Duke Energy Indiana may slash 2012 coal burn by up to 40%

Duke Energy Indiana is taking a number of steps to reduce its rapidly-swelling coal inventory, including re-negotiation of contract terms with coal suppliers, said Elliott Batson Jr., Vice President, Regulated Fuels at Duke Energy Business Services LLC, a service company subsidiary of Duke Energy (NYSE:DUK).

On Jan. 26, Batson opened a fuel adjustment clause (FAC) cost review case at the Indiana Utility Regulatory Commission with initial testimony.
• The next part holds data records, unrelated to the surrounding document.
//! AI Provider Adapters (C7).
//!
//! Implementations of the `AIProvider` port:
//!
//! - `AnthropicProvider` — production adapter against Anthropic's Messages API.
//! - `MockAIProvider` — configurable test double.

mod anthropic_provider;
mod mock_provider;

pub use anthropic_provider::{AnthropicConfig, AnthropicProvider};
pub use mock_provider::{MockAIProvider, MockError, MockResponse};
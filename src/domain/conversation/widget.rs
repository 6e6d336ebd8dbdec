//! Widget metadata the core treats as opaque reference data.

use serde::{Deserialize, Serialize};

#[derive(Debug, Clone, Copy, PartialEq, Eq, Serialize, Deserialize)]
#[serde(rename_all = "kebab-case")]
pub enum WidgetType {
    DataTable,
    Graph,
}

#[derive(Debug, Clone, Copy, PartialEq, Eq, Serialize, Deserialize)]
pub struct WidgetDimensions {
    pub width: u8,
    pub height: u8,
}

impl WidgetDimensions {
    pub const MIN: u8 = 1;
    pub const MAX: u8 = 4;
    pub const DEFAULT: u8 = 2;

    pub fn default_square() -> Self {
        Self {
            width: Self::DEFAULT,
            height: Self::DEFAULT,
        }
    }

    pub fn in_range(&self) -> bool {
        (Self::MIN..=Self::MAX).contains(&self.width) && (Self::MIN..=Self::MAX).contains(&self.height)
    }
}

/// A dashboard widget as the orchestrator's caller sees it: a title, a
/// read-only query, dimensions, and whether it already has data. The core
/// never mutates this; `create_widget`/`edit_widget` return new values for
/// the caller to persist.
#[derive(Debug, Clone, Serialize, Deserialize)]
#[serde(rename_all = "camelCase")]
pub struct WidgetSummary {
    pub id: i64,
    pub title: String,
    #[serde(rename = "type")]
    pub widget_type: WidgetType,
    pub query: String,
    pub dimensions: WidgetDimensions,
    pub has_results: bool,
    #[serde(default, skip_serializing_if = "Option::is_none")]
    pub chart_function: Option<String>,
}
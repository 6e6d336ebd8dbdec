//! Uploads directory configuration.
//!
//! The HTTP layer resolves `databasePath`/`filename` request fields against
//! this root; the orchestrator and its tools never construct these paths
//! themselves (spec.md §6 Filesystem).

use serde::Deserialize;

use super::error::ValidationError;

#[derive(Debug, Clone, Deserialize)]
pub struct UploadsConfig {
    #[serde(default = "default_root")]
    pub root: String,
}

impl UploadsConfig {
    pub fn validate(&self) -> Result<(), ValidationError> {
        if self.root.trim().is_empty() {
            return Err(ValidationError::InvalidUploadsRoot);
        }
        Ok(())
    }

    /// Joins a filename onto the uploads root, rejecting path separators
    /// and `..` the way the `/query` HTTP wrapper does (spec.md §6).
    pub fn resolve(&self, filename: &str) -> Result<std::path::PathBuf, ValidationError> {
        if filename.contains('/') || filename.contains('\\') || filename.contains("..") {
            return Err(ValidationError::InvalidUploadsRoot);
        }
        Ok(std::path::Path::new(&self.root).join(filename))
    }
}

impl Default for UploadsConfig {
    fn default() -> Self {
        Self { root: default_root() }
    }
}

fn default_root() -> String {
    "./uploads".to_string()
}

#[cfg(test)]
mod tests {
    use super::*;

    #[test]
    fn default_root_is_uploads() {
        assert_eq!(UploadsConfig::default().root, "./uploads");
    }

    #[test]
    fn validate_rejects_empty_root() {
        let config = UploadsConfig { root: "".to_string() };
        assert!(config.validate().is_err());
    }

    #[test]
    fn resolve_joins_filename_onto_root() {
        let config = UploadsConfig { root: "./uploads".to_string() };
        let resolved = config.resolve("database_123.db").unwrap();
        assert_eq!(resolved, std::path::PathBuf::from("./uploads/database_123.db"));
    }

    #[test]
    fn resolve_rejects_path_separators_and_dotdot() {
        let config = UploadsConfig::default();
        assert!(config.resolve("../etc/passwd").is_err());
        assert!(config.resolve("sub/dir.db").is_err());
        assert!(config.resolve("sub\\dir.db").is_err());
    }
}
//! Conversation data model: messages, tool calls/results, widgets, context, usage.

mod context;
mod message;
mod tool_call;
mod tool_definition;
mod tool_output;
mod tool_result;
mod usage;
mod widget;

pub use context::Context;
pub use message::{Message, MessageRole};
pub use tool_call::ToolCall;
pub use tool_definition::ToolDefinition;
pub use tool_output::{ToolFailure, ToolOutput, ToolSuccess};
pub use tool_result::ToolResult;
pub use usage::Usage;
pub use widget::{WidgetDimensions, WidgetSummary, WidgetType};
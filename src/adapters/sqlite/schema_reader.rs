//! `SqliteSchemaReader` — implements `SchemaReader` (C3) via `sqlite_master`
//! and `PRAGMA table_info`.

use async_trait::async_trait;
use rusqlite::Connection;

use crate::ports::{ColumnInfo, DatabaseSchema, SchemaError, SchemaOutcome, SchemaReader, TableSchema};

use super::open_read_only;

#[derive(Debug, Clone, Copy, Default)]
pub struct SqliteSchemaReader;

impl SqliteSchemaReader {
    pub fn new() -> Self {
        Self
    }
}

#[async_trait]
impl SchemaReader for SqliteSchemaReader {
    async fn read_schema(&self, database_path: &str, table_name: Option<&str>) -> Result<SchemaOutcome, SchemaError> {
        let database_path = database_path.to_string();
        let table_name = table_name.map(str::to_string);

        tokio::task::spawn_blocking(move || read_schema_blocking(&database_path, table_name.as_deref()))
            .await
            .map_err(|err| SchemaError::Io(format!("schema read task panicked: {err}")))?
    }
}

fn read_schema_blocking(database_path: &str, table_name: Option<&str>) -> Result<SchemaOutcome, SchemaError> {
    let conn = open_read_only(database_path).map_err(|err| match err {
        crate::ports::QueryExecutionError::DatabaseNotFound(path) => SchemaError::DatabaseNotFound(path),
        other => SchemaError::Io(other.to_string()),
    })?;

    let table_names = list_table_names(&conn)?;

    match table_name {
        None => {
            let tables = table_names.iter().map(|name| read_table_schema(&conn, name)).collect::<Result<Vec<_>, _>>()?;
            Ok(SchemaOutcome::Full(DatabaseSchema { tables }))
        }
        Some(requested) => {
            if !table_names.iter().any(|name| name == requested) {
                return Ok(SchemaOutcome::TableNotFound { requested: requested.to_string(), available: table_names });
            }
            Ok(SchemaOutcome::Table(read_table_schema(&conn, requested)?))
        }
    }
}

fn list_table_names(conn: &Connection) -> Result<Vec<String>, SchemaError> {
    let mut stmt = conn
        .prepare("SELECT name FROM sqlite_master WHERE type = 'table' AND name NOT LIKE 'sqlite_%' ORDER BY name")
        .map_err(|err| SchemaError::Sql(err.to_string()))?;

    let names = stmt
        .query_map([], |row| row.get::<_, String>(0))
        .map_err(|err| SchemaError::Sql(err.to_string()))?
        .collect::<Result<Vec<_>, _>>()
        .map_err(|err| SchemaError::Sql(err.to_string()))?;

    Ok(names)
}

fn read_table_schema(conn: &Connection, table_name: &str) -> Result<TableSchema, SchemaError> {
    let quoted = quote_identifier(table_name);

    let mut stmt =
        conn.prepare(&format!("PRAGMA table_info({quoted})")).map_err(|err| SchemaError::Sql(err.to_string()))?;

    let columns = stmt
        .query_map([], |row| {
            let name: String = row.get(1)?;
            let type_name: String = row.get(2)?;
            let notnull: i64 = row.get(3)?;
            let default_value: Option<String> = row.get(4)?;
            let pk: i64 = row.get(5)?;
            Ok(ColumnInfo { name, type_name, nullable: notnull == 0, primary_key: pk != 0, default_value })
        })
        .map_err(|err| SchemaError::Sql(err.to_string()))?
        .collect::<Result<Vec<_>, _>>()
        .map_err(|err| SchemaError::Sql(err.to_string()))?;

    let row_count: i64 = conn
        .query_row(&format!("SELECT COUNT(*) FROM {quoted}"), [], |row| row.get(0))
        .map_err(|err| SchemaError::Sql(err.to_string()))?;

    Ok(TableSchema { name: table_name.to_string(), columns, row_count })
}

/// Quotes a SQL identifier, doubling any embedded `"` the way standard SQL
/// escaping requires.
fn quote_identifier(identifier: &str) -> String {
    format!("\"{}\"", identifier.replace('"', "\"\""))
}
Then in Feb. 22 supplemental testimony, Batson said the coal inventory problem was rapidly getting worse than the one he reported on Jan. 26.

“As of February 15, 2012, Duke Energy Indiana’s coal inventory had grown to approximately 3,800,000 tons (over 60 days of coal supply at a full load burn rate per day) across the system, including more than 450,000 tons in storage at the existing Gibson Station Remote pile,” Batson testified. “From December 1, 2011, through February 15, 2012, our coal inventories have increased by approximately 800,000 tons, a period of time in which historically inventories have decreased across the system.”

Extremely low natural gas prices and unseasonably mild weather for the period of December 2011 through mid-February 2012 have caused power prices in the Midwest ISO region to drop, Batson noted. In turn, the company’s coal units have experienced much lower dispatch levels as well as periods of economic shutdown. This was an unexpected change in the market and has led to a significant increase in coal inventories. Based on forecasted natural gas prices and electric prices, the company now has a reasonable expectation of significant coal inventory growth throughout the rest of 2012 and likely into 2013, Batson added.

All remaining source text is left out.